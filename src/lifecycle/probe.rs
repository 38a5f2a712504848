//! Health probes
//!
//! A probe answers one question: is the target able to serve right now?
//! - `ExecProbe`: runs a command (e.g. `pg_isready`), healthy on exit code 0
//! - `HttpProbe`: GETs a URL, healthy on a 2xx response
//! - `TcpProbe`: healthy when a TCP connection can be opened
//! - `MockProbe`: scripted results for tests

use crate::config::ProbeTarget;
use async_trait::async_trait;
use std::process::Stdio;
use std::sync::Arc;
use std::time::Duration;
use thiserror::Error;

#[derive(Debug, Error)]
pub enum ProbeError {
    #[error("Probe timed out after {0:?}")]
    Timeout(Duration),

    #[error("Probe target unreachable: {0}")]
    Unreachable(String),

    #[error("Probe failed: {0}")]
    Failed(String),
}

/// Timing and threshold parameters shared by the readiness gate and the
/// liveness monitor
#[derive(Debug, Clone, Copy, PartialEq, Eq)]
pub struct ProbePolicy {
    /// Delay between two probes
    pub interval: Duration,
    /// Upper bound on a single probe
    pub timeout: Duration,
    /// Consecutive counted failures tolerated
    pub retries: u32,
    /// Grace window after start during which failures are not counted
    pub start_period: Duration,
}

impl Default for ProbePolicy {
    fn default() -> Self {
        Self {
            interval: Duration::from_secs(30),
            timeout: Duration::from_secs(30),
            retries: 3,
            start_period: Duration::ZERO,
        }
    }
}

/// Trait for health probes
///
/// Production code builds probes from the topology with [`probe_for`].
/// Tests use `MockProbe`.
#[async_trait]
pub trait Probe: Send + Sync {
    /// Run the probe once
    async fn check(&self) -> Result<(), ProbeError>;

    /// Short human-readable target, for logs
    fn describe(&self) -> String;
}

/// Run a probe, bounded by `timeout`
pub async fn run_probe(probe: &dyn Probe, timeout: Duration) -> Result<(), ProbeError> {
    match tokio::time::timeout(timeout, probe.check()).await {
        Ok(result) => result,
        Err(_) => Err(ProbeError::Timeout(timeout)),
    }
}

/// Build the production probe for a topology target
pub fn probe_for(target: &ProbeTarget, timeout: Duration) -> Arc<dyn Probe> {
    match target {
        ProbeTarget::Exec(argv) => Arc::new(ExecProbe::new(argv.clone())),
        ProbeTarget::Http(url) => Arc::new(HttpProbe::new(url.clone(), timeout)),
        ProbeTarget::Tcp(addr) => Arc::new(TcpProbe::new(addr.clone())),
    }
}

/// Command probe, healthy on exit code 0
pub struct ExecProbe {
    argv: Vec<String>,
}

impl ExecProbe {
    pub fn new(argv: Vec<String>) -> Self {
        Self { argv }
    }
}

#[async_trait]
impl Probe for ExecProbe {
    async fn check(&self) -> Result<(), ProbeError> {
        let Some((program, args)) = self.argv.split_first() else {
            return Err(ProbeError::Failed("empty probe command".to_string()));
        };

        let output = tokio::process::Command::new(program)
            .args(args)
            .stdin(Stdio::null())
            .stdout(Stdio::null())
            .stderr(Stdio::piped())
            .kill_on_drop(true)
            .output()
            .await
            .map_err(|e| ProbeError::Unreachable(format!("cannot run '{}': {}", program, e)))?;

        if output.status.success() {
            return Ok(());
        }

        let stderr = String::from_utf8_lossy(&output.stderr);
        Err(ProbeError::Failed(format!(
            "'{}' exited with {}: {}",
            program,
            output.status,
            stderr.trim().chars().take(200).collect::<String>()
        )))
    }

    fn describe(&self) -> String {
        format!("exec {}", self.argv.join(" "))
    }
}

/// HTTP GET probe, healthy on a 2xx response
pub struct HttpProbe {
    client: reqwest::Client,
    url: String,
}

impl HttpProbe {
    pub fn new(url: String, timeout: Duration) -> Self {
        let client = match reqwest::Client::builder().timeout(timeout).build() {
            Ok(c) => c,
            Err(e) => {
                tracing::warn!(error = %e, "Failed to build probe HTTP client, using default");
                reqwest::Client::new()
            }
        };
        Self { client, url }
    }
}

#[async_trait]
impl Probe for HttpProbe {
    async fn check(&self) -> Result<(), ProbeError> {
        let response = self.client.get(&self.url).send().await.map_err(|e| {
            if e.is_timeout() {
                ProbeError::Failed(format!("request to {} timed out", self.url))
            } else {
                ProbeError::Unreachable(e.to_string())
            }
        })?;

        let status = response.status();
        if status.is_success() {
            Ok(())
        } else {
            Err(ProbeError::Failed(format!("HTTP {}", status)))
        }
    }

    fn describe(&self) -> String {
        format!("http {}", self.url)
    }
}

/// TCP connect probe
pub struct TcpProbe {
    addr: String,
}

impl TcpProbe {
    pub fn new(addr: String) -> Self {
        Self { addr }
    }
}

#[async_trait]
impl Probe for TcpProbe {
    async fn check(&self) -> Result<(), ProbeError> {
        tokio::net::TcpStream::connect(&self.addr)
            .await
            .map(|_| ())
            .map_err(|e| ProbeError::Unreachable(format!("{}: {}", self.addr, e)))
    }

    fn describe(&self) -> String {
        format!("tcp {}", self.addr)
    }
}

/// Shared, ordered record of what mocks observed
#[cfg(test)]
pub type EventLog = Arc<std::sync::Mutex<Vec<String>>>;

#[cfg(test)]
pub fn event_log() -> EventLog {
    Arc::new(std::sync::Mutex::new(Vec::new()))
}

#[cfg(test)]
#[derive(Debug, Clone, Copy)]
enum MockOutcome {
    Healthy,
    Failing,
    HealthyFrom(tokio::time::Instant),
}

/// Mock probe for testing
///
/// Logs `probe:<name>:ok` or `probe:<name>:fail` to the event log on every call.
#[cfg(test)]
#[allow(clippy::expect_used)]
pub struct MockProbe {
    name: String,
    outcome: std::sync::Mutex<MockOutcome>,
    calls: std::sync::atomic::AtomicU32,
    log: EventLog,
}

#[cfg(test)]
#[allow(clippy::expect_used)]
impl MockProbe {
    fn with_outcome(name: &str, outcome: MockOutcome, log: EventLog) -> Self {
        Self {
            name: name.to_string(),
            outcome: std::sync::Mutex::new(outcome),
            calls: std::sync::atomic::AtomicU32::new(0),
            log,
        }
    }

    pub fn healthy(name: &str, log: EventLog) -> Self {
        Self::with_outcome(name, MockOutcome::Healthy, log)
    }

    pub fn failing(name: &str, log: EventLog) -> Self {
        Self::with_outcome(name, MockOutcome::Failing, log)
    }

    /// Fails until `from`, then passes (tokio time, so paused clocks apply)
    pub fn healthy_from(name: &str, from: tokio::time::Instant, log: EventLog) -> Self {
        Self::with_outcome(name, MockOutcome::HealthyFrom(from), log)
    }

    pub fn set_healthy(&self, healthy: bool) {
        *self.outcome.lock().expect("MockProbe lock poisoned") = if healthy {
            MockOutcome::Healthy
        } else {
            MockOutcome::Failing
        };
    }

    pub fn calls(&self) -> u32 {
        self.calls.load(std::sync::atomic::Ordering::SeqCst)
    }
}

#[cfg(test)]
#[allow(clippy::expect_used)]
#[async_trait]
impl Probe for MockProbe {
    async fn check(&self) -> Result<(), ProbeError> {
        self.calls.fetch_add(1, std::sync::atomic::Ordering::SeqCst);
        let outcome = *self.outcome.lock().expect("MockProbe lock poisoned");
        let healthy = match outcome {
            MockOutcome::Healthy => true,
            MockOutcome::Failing => false,
            MockOutcome::HealthyFrom(from) => tokio::time::Instant::now() >= from,
        };
        let verdict = if healthy { "ok" } else { "fail" };
        self.log
            .lock()
            .expect("event log poisoned")
            .push(format!("probe:{}:{}", self.name, verdict));

        if healthy {
            Ok(())
        } else {
            Err(ProbeError::Failed(format!("{} is down", self.name)))
        }
    }

    fn describe(&self) -> String {
        format!("mock {}", self.name)
    }
}

#[cfg(test)]
mod tests {
    use super::*;

    /// Probe that never answers
    struct HangingProbe;

    #[async_trait]
    impl Probe for HangingProbe {
        async fn check(&self) -> Result<(), ProbeError> {
            std::future::pending().await
        }

        fn describe(&self) -> String {
            "hang".to_string()
        }
    }

    #[tokio::test(start_paused = true)]
    async fn test_run_probe_times_out() {
        let result = run_probe(&HangingProbe, Duration::from_secs(5)).await;
        assert!(matches!(result, Err(ProbeError::Timeout(d)) if d == Duration::from_secs(5)));
    }

    #[tokio::test]
    async fn test_exec_probe_success_and_failure() {
        let ok = ExecProbe::new(vec!["true".to_string()]);
        assert!(ok.check().await.is_ok());

        let fail = ExecProbe::new(vec!["false".to_string()]);
        assert!(matches!(fail.check().await, Err(ProbeError::Failed(_))));
    }

    #[tokio::test]
    async fn test_exec_probe_missing_program() {
        let probe = ExecProbe::new(vec!["/nonexistent/warden-probe".to_string()]);
        assert!(matches!(probe.check().await, Err(ProbeError::Unreachable(_))));
    }

    #[tokio::test]
    async fn test_tcp_probe_against_local_listener() {
        let listener = tokio::net::TcpListener::bind("127.0.0.1:0")
            .await
            .expect("bind");
        let addr = listener.local_addr().expect("local addr");

        let probe = TcpProbe::new(addr.to_string());
        assert!(probe.check().await.is_ok());

        drop(listener);
        let closed = TcpProbe::new(addr.to_string());
        assert!(matches!(closed.check().await, Err(ProbeError::Unreachable(_))));
    }

    #[tokio::test]
    async fn test_http_probe_unreachable() {
        let probe = HttpProbe::new(
            "http://127.0.0.1:1/api/health/service_health".to_string(),
            Duration::from_secs(1),
        );
        assert!(probe.check().await.is_err());
    }

    #[tokio::test(start_paused = true)]
    async fn test_mock_probe_healthy_from() {
        let log = event_log();
        let start = tokio::time::Instant::now();
        let probe = MockProbe::healthy_from("db", start + Duration::from_secs(10), log.clone());

        assert!(probe.check().await.is_err());
        tokio::time::sleep(Duration::from_secs(10)).await;
        assert!(probe.check().await.is_ok());

        assert_eq!(probe.calls(), 2);
        assert_eq!(
            *log.lock().expect("log"),
            vec!["probe:db:fail".to_string(), "probe:db:ok".to_string()]
        );
    }
}
//! Coordinated shutdown
//!
//! One `ShutdownController` per process; every server, scheduler and
//! supervised service holds a cloned `ShutdownSignal`. On SIGTERM/SIGINT the
//! binary flips the controller and each holder winds down on its own.

use tokio::sync::watch;
use tracing::info;

/// Receiving side of the shutdown channel
#[derive(Clone)]
pub struct ShutdownSignal {
    receiver: watch::Receiver<bool>,
}

impl ShutdownSignal {
    /// Resolve once shutdown was triggered or the controller is gone
    pub async fn wait(&mut self) {
        // sender dropped counts as shutdown
        let _ = self.receiver.wait_for(|down| *down).await;
    }

    /// Non-blocking check
    pub fn is_shutdown(&self) -> bool {
        *self.receiver.borrow()
    }
}

pub struct ShutdownController {
    sender: watch::Sender<bool>,
}

impl ShutdownController {
    pub fn shutdown(&self) {
        self.sender.send_replace(true);
        info!("Shutdown signal sent");
    }
}

/// Create a controller and the signal to clone into components
pub fn shutdown_channel() -> (ShutdownController, ShutdownSignal) {
    let (sender, receiver) = watch::channel(false);
    (ShutdownController { sender }, ShutdownSignal { receiver })
}

/// Wait for SIGTERM or SIGINT
///
/// Returns the name of the received signal, or an error when the handlers
/// cannot be registered.
#[cfg(unix)]
pub async fn wait_for_signal() -> std::io::Result<&'static str> {
    use tokio::signal::unix::{signal, SignalKind};

    let mut sigterm = signal(SignalKind::terminate())?;
    let mut sigint = signal(SignalKind::interrupt())?;

    let name = tokio::select! {
        _ = sigterm.recv() => "SIGTERM",
        _ = sigint.recv() => "SIGINT",
    };
    info!(signal = name, "Received termination signal");
    Ok(name)
}

/// Wait for Ctrl+C
#[cfg(not(unix))]
pub async fn wait_for_signal() -> std::io::Result<&'static str> {
    tokio::signal::ctrl_c().await?;
    info!(signal = "CTRL_C", "Received termination signal");
    Ok("CTRL_C")
}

(EXERCISE DESCRIPTION): Within the material above, the line with "let mut sigint" opens the range and the line with "#[cfg(not(unix))]" closes it; reproduce that range word for word.

(YOUR SOLUTION):
    let mut sigint = signal(SignalKind::interrupt())?;

    let name = tokio::select! {
        _ = sigterm.recv() => "SIGTERM",
        _ = sigint.recv() => "SIGINT",
    };
    info!(signal = name, "Received termination signal");
    Ok(name)
}

/// Wait for Ctrl+C
#[cfg(not(unix))]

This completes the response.